- **WORK ITEM**
With every mark kept, transcribe all of the records.

^^^^^^^^^^^^^^^^

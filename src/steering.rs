//! Steering torque rate limiting and EPS acceptance mitigation.
//!
//! The EPS refuses the assist command unless the commanded torque respects the
//! acceptance envelope:
//!   * never beyond the configured max magnitude,
//!   * bounded rate of change, yielding toward driver input past the allowance,
//!   * never the exact same value for longer than the stuck-torque window,
//!   * never uninterrupted steering beyond the steering time limit.
//! The rack resets the uninterrupted-steering timer after a single cycle of
//! disabled output, so any zero-output cycle clears the timer here as well.

use crate::types::{clip, VehicleLimits};

#[derive(Debug, Clone, Copy)]
pub struct TorqueOutput {
    /// Commanded torque, torque units.
    pub torque: i32,
    /// Whether the assist is actively steering this cycle.
    pub enabled: bool,
}

/// Driver-override torque limiting: bounded magnitude and rate, yielding toward
/// measured driver torque beyond the allowance.
pub fn apply_driver_torque_limits(
    desired: i32,
    last: i32,
    driver_torque: f32,
    limits: &VehicleLimits,
) -> i32 {
    let steer_max = limits.steer_max as f32;
    let allowance = limits.steer_driver_allowance as f32;
    let factor = limits.steer_driver_factor as f32;
    let multiplier = limits.steer_driver_multiplier as f32;

    let driver_max = steer_max + (allowance + driver_torque * factor) * multiplier;
    let driver_min = -steer_max + (-allowance + driver_torque * factor) * multiplier;
    let max_allowed = steer_max.min(driver_max).max(0.0);
    let min_allowed = (-steer_max).max(driver_min).min(0.0);

    let mut apply = clip(desired as f32, min_allowed, max_allowed);

    // Slow the rate when torque grows in magnitude, faster when unwinding.
    let up = limits.steer_delta_up as f32;
    let down = limits.steer_delta_down as f32;
    let last_f = last as f32;
    if last > 0 {
        apply = clip(apply, (last_f - down).max(-up), last_f + up);
    } else {
        apply = clip(apply, last_f - up, (last_f + down).min(up));
    }
    apply.round() as i32
}

#[derive(Debug, Default)]
pub struct TorqueLimiter {
    apply_torque_last: i32,
    cycles_running: u64,
    cycles_same_torque: u64,
    soft_disable_alert: bool,
}

impl TorqueLimiter {
    pub fn new() -> Self {
        Self::default()
    }

    /// One steering-cadence step of the torque state machine.
    pub fn apply(
        &mut self,
        desired_norm: f32,
        driver_torque: f32,
        lat_active: bool,
        eps_ready: bool,
        limits: &VehicleLimits,
    ) -> TorqueOutput {
        let (enabled, torque) = if lat_active && eps_ready {
            let desired = (clip(desired_norm, -1.0, 1.0) * limits.steer_max as f32).round() as i32;
            let mut apply =
                apply_driver_torque_limits(desired, self.apply_torque_last, driver_torque, limits);
            self.cycles_running += limits.steer_step;
            if self.apply_torque_last == apply {
                self.cycles_same_torque += limits.steer_step;
                if self.cycles_same_torque > limits.stuck_torque_cycles() {
                    // Nudge one unit toward zero so the EPS never sees the exact
                    // value outlive its stuck-torque window.
                    apply -= if apply < 0 { -1 } else { 1 };
                    self.cycles_same_torque = 0;
                }
            } else {
                self.cycles_same_torque = 0;
            }
            (apply != 0, apply)
        } else {
            (false, 0)
        };

        if !enabled {
            self.cycles_running = 0;
        }
        self.soft_disable_alert = self.cycles_running > limits.steer_alert_cycles();
        self.apply_torque_last = torque;
        TorqueOutput { torque, enabled }
    }

    /// Last committed torque, torque units.
    pub fn last_torque(&self) -> i32 {
        self.apply_torque_last
    }

    /// Uninterrupted-steering timer is past the alert threshold.
    pub fn soft_disable_alert(&self) -> bool {
        self.soft_disable_alert
    }

    pub fn uninterrupted_cycles(&self) -> u64 {
        self.cycles_running
    }
}

/// Simulated driver-torque overlay for the EPS frame: a low-amplitude triangle
/// wave keyed to the cycle counter, clamped to twice the last commanded torque,
/// folded into the measured driver torque against its sign. Defeats the stock
/// driver-inactivity heuristic while assist torque is flowing.
pub fn eps_overlay_torque(
    cycle: u64,
    driver_torque: f32,
    apply_torque_last: i32,
    stock_driver_monitoring: bool,
    limits: &VehicleLimits,
) -> f32 {
    let segment = limits.ea_overlay_segment_cycles.max(1);
    let phase = cycle % (2 * segment);
    let wave = if phase < segment {
        phase
    } else {
        2 * segment - phase
    } as f32;

    let mut simulated = wave.min((2 * apply_torque_last.abs()) as f32);
    if stock_driver_monitoring {
        simulated = 0.0;
    }
    let sign = if driver_torque >= 0.0 { 1.0 } else { -1.0 };
    let steer_max = limits.steer_max as f32;
    clip(driver_torque - sign * simulated, -steer_max, steer_max)
}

^^^^^^^^^^^^^^^^

- **ANSWER TO THE PROBLEM**
filename src/steering.rs
//! Steering torque rate limiting and EPS acceptance mitigation.
//!
//! The EPS refuses the assist command unless the commanded torque respects the
//! acceptance envelope:
//!   * never beyond the configured max magnitude,
//!   * bounded rate of change, yielding toward driver input past the allowance,
//!   * never the exact same value for longer than the stuck-torque window,
//!   * never uninterrupted steering beyond the steering time limit.
//! The rack resets the uninterrupted-steering timer after a single cycle of
//! disabled output, so any zero-output cycle clears the timer here as well.

use crate::types::{clip, VehicleLimits};

#[derive(Debug, Clone, Copy)]
pub struct TorqueOutput {
    /// Commanded torque, torque units.
    pub torque: i32,
    /// Whether the assist is actively steering this cycle.
    pub enabled: bool,
}

/// Driver-override torque limiting: bounded magnitude and rate, yielding toward
/// measured driver torque beyond the allowance.
pub fn apply_driver_torque_limits(
    desired: i32,
    last: i32,
    driver_torque: f32,
    limits: &VehicleLimits,
) -> i32 {
    let steer_max = limits.steer_max as f32;
    let allowance = limits.steer_driver_allowance as f32;
    let factor = limits.steer_driver_factor as f32;
    let multiplier = limits.steer_driver_multiplier as f32;

    let driver_max = steer_max + (allowance + driver_torque * factor) * multiplier;
    let driver_min = -steer_max + (-allowance + driver_torque * factor) * multiplier;
    let max_allowed = steer_max.min(driver_max).max(0.0);
    let min_allowed = (-steer_max).max(driver_min).min(0.0);

    let mut apply = clip(desired as f32, min_allowed, max_allowed);

    // Slow the rate when torque grows in magnitude, faster when unwinding.
    let up = limits.steer_delta_up as f32;
    let down = limits.steer_delta_down as f32;
    let last_f = last as f32;
    if last > 0 {
        apply = clip(apply, (last_f - down).max(-up), last_f + up);
    } else {
        apply = clip(apply, last_f - up, (last_f + down).min(up));
    }
    apply.round() as i32
}

#[derive(Debug, Default)]
pub struct TorqueLimiter {
    apply_torque_last: i32,
    cycles_running: u64,
    cycles_same_torque: u64,
    soft_disable_alert: bool,
}

impl TorqueLimiter {
    pub fn new() -> Self {
        Self::default()
    }

    /// One steering-cadence step of the torque state machine.
    pub fn apply(
        &mut self,
        desired_norm: f32,
        driver_torque: f32,
        lat_active: bool,
        eps_ready: bool,
        limits: &VehicleLimits,
    ) -> TorqueOutput {
        let (enabled, torque) = if lat_active && eps_ready {
            let desired = (clip(desired_norm, -1.0, 1.0) * limits.steer_max as f32).round() as i32;
            let mut apply =
                apply_driver_torque_limits(desired, self.apply_torque_last, driver_torque, limits);
            self.cycles_running += limits.steer_step;
            if self.apply_torque_last == apply {
                self.cycles_same_torque += limits.steer_step;
                if self.cycles_same_torque > limits.stuck_torque_cycles() {
                    // Nudge one unit toward zero so the EPS never sees the exact
                    // value outlive its stuck-torque window.
                    apply -= if apply < 0 { -1 } else { 1 };
                    self.cycles_same_torque = 0;
                }
            } else {
                self.cycles_same_torque = 0;
            }
            (apply != 0, apply)
        } else {
            (false, 0)
        };

        if !enabled {
            self.cycles_running = 0;
        }
        self.soft_disable_alert = self.cycles_running > limits.steer_alert_cycles();
        self.apply_torque_last = torque;
        TorqueOutput { torque, enabled }
    }

    /// Last committed torque, torque units.
    pub fn last_torque(&self) -> i32 {
        self.apply_torque_last
    }

    /// Uninterrupted-steering timer is past the alert threshold.
    pub fn soft_disable_alert(&self) -> bool {
        self.soft_disable_alert
    }

    pub fn uninterrupted_cycles(&self) -> u64 {
        self.cycles_running
    }
}

/// Simulated driver-torque overlay for the EPS frame: a low-amplitude triangle
/// wave keyed to the cycle counter, clamped to twice the last commanded torque,
/// folded into the measured driver torque against its sign. Defeats the stock
/// driver-inactivity heuristic while assist torque is flowing.
pub fn eps_overlay_torque(
    cycle: u64,
    driver_torque: f32,
    apply_torque_last: i32,
    stock_driver_monitoring: bool,
    limits: &VehicleLimits,
) -> f32 {
    let segment = limits.ea_overlay_segment_cycles.max(1);
    let phase = cycle % (2 * segment);
    let wave = if phase < segment {
        phase
    } else {
        2 * segment - phase
    } as f32;

    let mut simulated = wave.min((2 * apply_torque_last.abs()) as f32);
    if stock_driver_monitoring {
        simulated = 0.0;
    }
    let sign = if driver_torque >= 0.0 { 1.0 } else { -1.0 };
    let steer_max = limits.steer_max as f32;
    clip(driver_torque - sign * simulated, -steer_max, steer_max)
}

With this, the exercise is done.